## Required action
The expected answer comprises all lines from the entries that contain the string "ExtractionError".
Material provided section start
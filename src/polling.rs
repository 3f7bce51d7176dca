/// Bounded delay-then-poll loops
///
/// Every wait in an extraction goes through a `Delay`, so tests can swap the
/// Tokio timer for `NoDelay` and run the whole routine instantly.
use crate::error::Result;
use async_trait::async_trait;
use std::sync::atomic::{AtomicU32, Ordering};
use std::time::Duration;
use tracing::debug;

/// Source of waiting
#[async_trait]
pub trait Delay: Send + Sync {
    async fn wait(&self, duration: Duration);
}

/// Real waiting on the Tokio timer
#[derive(Debug, Clone, Copy, Default)]
pub struct TokioDelay;

#[async_trait]
impl Delay for TokioDelay {
    async fn wait(&self, duration: Duration) {
        tokio::time::sleep(duration).await;
    }
}

/// Returns immediately and counts how often it was asked to wait
#[derive(Debug, Default)]
pub struct NoDelay {
    waits: AtomicU32,
}

impl NoDelay {
    pub fn new() -> Self {
        Self::default()
    }

    pub fn waits(&self) -> u32 {
        self.waits.load(Ordering::Relaxed)
    }
}

#[async_trait]
impl Delay for NoDelay {
    async fn wait(&self, _duration: Duration) {
        self.waits.fetch_add(1, Ordering::Relaxed);
    }
}

/// How many times to probe and how long to wait before each probe
#[derive(Debug, Clone, Copy, PartialEq, Eq)]
pub struct PollPolicy {
    pub max_attempts: u32,
    pub interval: Duration,
}

impl PollPolicy {
    pub fn new(max_attempts: u32, interval_ms: u64) -> Self {
        Self {
            max_attempts,
            interval: Duration::from_millis(interval_ms),
        }
    }

    /// Upper bound on the time this poll can take
    pub fn budget(&self) -> Duration {
        self.interval * self.max_attempts
    }
}

/// Progress of a single poll stage
#[derive(Debug, Clone, Copy, PartialEq, Eq)]
pub enum PollState {
    Idle,
    Waiting { attempt: u32, max_attempts: u32 },
    Success,
    Exhausted,
}

/// One poll stage: wait, probe, repeat until the probe yields or the budget runs out
pub struct Poller<'d> {
    name: &'static str,
    policy: PollPolicy,
    delay: &'d dyn Delay,
    state: PollState,
}

impl<'d> Poller<'d> {
    pub fn new(name: &'static str, policy: PollPolicy, delay: &'d dyn Delay) -> Self {
        Self {
            name,
            policy,
            delay,
            state: PollState::Idle,
        }
    }

    pub fn state(&self) -> PollState {
        self.state
    }

    /// Run the stage. The probe is called once per attempt, after the delay,
    /// and re-reads whatever it needs; `Ok(None)` means "not yet".
    pub async fn run<T, F>(&mut self, mut probe: F) -> Result<Option<T>>
    where
        F: FnMut() -> Result<Option<T>>,
    {
        for attempt in 1..=self.policy.max_attempts {
            self.state = PollState::Waiting {
                attempt,
                max_attempts: self.policy.max_attempts,
            };
            self.delay.wait(self.policy.interval).await;

            if let Some(found) = probe()? {
                debug!("Poll '{}' succeeded on attempt {}/{}", self.name, attempt, self.policy.max_attempts);
                self.state = PollState::Success;
                return Ok(Some(found));
            }
        }

        debug!("Poll '{}' exhausted after {} attempts", self.name, self.policy.max_attempts);
        self.state = PollState::Exhausted;
        Ok(None)
    }
}

#[cfg(test)]
mod tests {
    use super::*;
    use crate::error::ExtractionError;

    #[test]
    fn test_poller_succeeds_on_third_attempt() {
        let delay = NoDelay::new();
        let mut poller = Poller::new("test", PollPolicy::new(5, 300), &delay);
        assert_eq!(poller.state(), PollState::Idle);

        let mut calls = 0;
        let result = tokio_test::block_on(poller.run(|| {
            calls += 1;
            Ok(if calls == 3 { Some(calls) } else { None })
        }))
        .unwrap();

        assert_eq!(result, Some(3));
        assert_eq!(poller.state(), PollState::Success);
        assert_eq!(delay.waits(), 3);
    }

    #[test]
    fn test_poller_exhausts() {
        let delay = NoDelay::new();
        let mut poller = Poller::new("test", PollPolicy::new(4, 300), &delay);
        let result: Option<()> = tokio_test::block_on(poller.run(|| Ok(None))).unwrap();

        assert!(result.is_none());
        assert_eq!(poller.state(), PollState::Exhausted);
        assert_eq!(delay.waits(), 4);
    }

    #[test]
    fn test_poller_propagates_probe_errors() {
        let delay = NoDelay::new();
        let mut poller = Poller::new("test", PollPolicy::new(4, 300), &delay);
        let result: Result<Option<()>> =
            tokio_test::block_on(poller.run(|| Err(ExtractionError::dom("detached"))));
        assert!(result.is_err());
        assert_eq!(delay.waits(), 1);
    }

    #[test]
    fn test_budget() {
        assert_eq!(PollPolicy::new(15, 300).budget(), Duration::from_millis(4500));
    }
}
//! Telemetry error types.

use thiserror::Error;

/// Errors that can occur while setting up telemetry.
#[derive(Debug, Error)]
pub enum TelemetryError {
    /// Failed to initialize logging.
    #[error("Failed to initialize logging: {0}")]
    LoggingInit(String),

    /// The log level or filter directive could not be parsed.
    #[error("Invalid log filter '{filter}': {reason}")]
    InvalidFilter {
        /// The rejected directive.
        filter: String,
        /// Parser message.
        reason: String,
    },
}

impl TelemetryError {
    /// Creates an invalid filter error.
    pub fn invalid_filter(filter: impl Into<String>, reason: impl ToString) -> Self {
        Self::InvalidFilter {
            filter: filter.into(),
            reason: reason.to_string(),
        }
    }
}
//! Startup errors.

use thiserror::Error;
use waypoint_config::ConfigError;
use waypoint_middleware::MiddlewareError;
use waypoint_router::RouteError;
use waypoint_telemetry::TelemetryError;

/// A configuration problem detected while building a [`Kernel`](crate::Kernel).
///
/// Every variant is fatal: nothing is served until it is fixed.
#[derive(Error, Debug)]
pub enum BootError {
    /// Route registration failed.
    #[error(transparent)]
    Route(#[from] RouteError),

    /// The middleware registry is inconsistent.
    #[error(transparent)]
    Middleware(#[from] MiddlewareError),

    /// A route's middleware list cannot be resolved.
    #[error("route {route}: {source}")]
    RouteChain {
        /// The route, as `METHODS uri`.
        route: String,
        /// The resolution failure.
        #[source]
        source: MiddlewareError,
    },

    /// The configuration failed validation.
    #[error(transparent)]
    Config(#[from] ConfigError),

    /// Logging could not be installed.
    #[error(transparent)]
    Telemetry(#[from] TelemetryError),

    /// A route references a handler id nobody registered.
    #[error("route {route}: unknown handler '{handler}'")]
    UnknownHandler {
        /// The route, as `METHODS uri`.
        route: String,
        /// The missing handler id.
        handler: String,
    },

    /// A route binds a parameter to a tag with no resolver.
    #[error("route {route}: no resolver registered for binding tag '{tag}'")]
    UnknownBindingTag {
        /// The route, as `METHODS uri`.
        route: String,
        /// The missing tag.
        tag: String,
    },
}

impl BootError {
    /// Creates an unknown handler error.
    pub fn unknown_handler(route: impl ToString, handler: impl Into<String>) -> Self {
        Self::UnknownHandler {
            route: route.to_string(),
            handler: handler.into(),
        }
    }

    /// Creates an unknown binding tag error.
    pub fn unknown_binding_tag(route: impl ToString, tag: impl Into<String>) -> Self {
        Self::UnknownBindingTag {
            route: route.to_string(),
            tag: tag.into(),
        }
    }
}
Material provided section end
## Finished task
    use crate::error::ExtractionError;
            tokio_test::block_on(poller.run(|| Err(ExtractionError::dom("detached"))));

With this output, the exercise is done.